Task to carry out →
Which of the lines below hold the word "never"? Pull each of them out.

Data →

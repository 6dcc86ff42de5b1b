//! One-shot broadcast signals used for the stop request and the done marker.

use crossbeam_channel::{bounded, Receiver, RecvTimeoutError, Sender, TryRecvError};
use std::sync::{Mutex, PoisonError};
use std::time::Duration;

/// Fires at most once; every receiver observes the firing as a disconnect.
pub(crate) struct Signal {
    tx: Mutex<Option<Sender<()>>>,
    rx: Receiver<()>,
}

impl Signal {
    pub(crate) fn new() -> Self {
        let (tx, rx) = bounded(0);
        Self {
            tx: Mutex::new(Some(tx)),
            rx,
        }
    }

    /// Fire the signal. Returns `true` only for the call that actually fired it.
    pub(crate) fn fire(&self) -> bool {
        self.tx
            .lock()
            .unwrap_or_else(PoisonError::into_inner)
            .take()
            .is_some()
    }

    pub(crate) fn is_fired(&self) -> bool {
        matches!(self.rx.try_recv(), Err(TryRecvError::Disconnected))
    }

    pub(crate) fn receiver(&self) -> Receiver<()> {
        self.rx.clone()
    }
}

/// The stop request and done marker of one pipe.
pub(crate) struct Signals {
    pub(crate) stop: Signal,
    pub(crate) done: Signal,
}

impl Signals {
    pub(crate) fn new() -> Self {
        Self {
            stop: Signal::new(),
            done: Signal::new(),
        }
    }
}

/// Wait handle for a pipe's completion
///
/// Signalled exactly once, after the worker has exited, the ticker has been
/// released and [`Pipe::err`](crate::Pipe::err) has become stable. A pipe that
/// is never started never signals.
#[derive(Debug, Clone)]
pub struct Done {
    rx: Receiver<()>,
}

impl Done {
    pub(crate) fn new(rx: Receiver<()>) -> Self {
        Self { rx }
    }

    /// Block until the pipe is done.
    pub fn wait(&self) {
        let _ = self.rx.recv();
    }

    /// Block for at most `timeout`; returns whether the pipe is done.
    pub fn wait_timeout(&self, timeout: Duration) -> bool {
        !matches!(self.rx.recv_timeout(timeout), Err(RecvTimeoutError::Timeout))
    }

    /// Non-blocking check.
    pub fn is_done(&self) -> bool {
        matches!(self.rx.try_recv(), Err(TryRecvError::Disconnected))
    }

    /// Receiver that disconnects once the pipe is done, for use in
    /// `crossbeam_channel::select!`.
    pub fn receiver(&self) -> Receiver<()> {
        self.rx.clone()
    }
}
...
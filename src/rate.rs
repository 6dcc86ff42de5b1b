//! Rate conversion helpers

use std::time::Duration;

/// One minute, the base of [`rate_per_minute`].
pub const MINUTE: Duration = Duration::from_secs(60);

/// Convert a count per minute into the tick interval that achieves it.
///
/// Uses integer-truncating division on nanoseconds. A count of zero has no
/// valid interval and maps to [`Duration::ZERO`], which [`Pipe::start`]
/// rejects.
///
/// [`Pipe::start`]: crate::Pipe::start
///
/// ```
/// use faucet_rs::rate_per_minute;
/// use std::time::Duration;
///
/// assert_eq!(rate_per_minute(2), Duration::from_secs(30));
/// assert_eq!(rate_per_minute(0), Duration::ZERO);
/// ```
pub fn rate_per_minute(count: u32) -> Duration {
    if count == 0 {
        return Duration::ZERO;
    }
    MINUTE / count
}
* * *
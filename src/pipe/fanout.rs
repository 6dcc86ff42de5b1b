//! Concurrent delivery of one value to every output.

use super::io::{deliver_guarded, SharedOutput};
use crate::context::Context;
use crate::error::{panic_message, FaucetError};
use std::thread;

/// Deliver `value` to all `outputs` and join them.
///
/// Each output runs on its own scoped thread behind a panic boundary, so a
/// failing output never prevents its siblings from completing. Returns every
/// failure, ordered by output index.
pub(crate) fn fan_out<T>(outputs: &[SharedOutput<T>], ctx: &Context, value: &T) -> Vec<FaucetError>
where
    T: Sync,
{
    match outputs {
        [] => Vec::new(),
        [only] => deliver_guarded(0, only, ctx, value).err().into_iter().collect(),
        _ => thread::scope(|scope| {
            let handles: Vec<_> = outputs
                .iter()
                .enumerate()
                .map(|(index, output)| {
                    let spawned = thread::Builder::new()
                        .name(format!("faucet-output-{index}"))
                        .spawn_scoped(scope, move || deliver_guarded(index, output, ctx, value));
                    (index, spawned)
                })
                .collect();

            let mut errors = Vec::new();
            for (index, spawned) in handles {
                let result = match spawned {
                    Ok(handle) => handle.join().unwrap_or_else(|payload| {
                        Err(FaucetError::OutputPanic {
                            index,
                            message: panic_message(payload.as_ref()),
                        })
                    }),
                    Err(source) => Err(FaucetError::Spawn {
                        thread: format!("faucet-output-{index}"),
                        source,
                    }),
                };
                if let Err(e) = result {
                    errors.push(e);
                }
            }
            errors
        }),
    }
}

Response area →
/// is never started never signals.
/// failing output never prevents its siblings from completing. Returns every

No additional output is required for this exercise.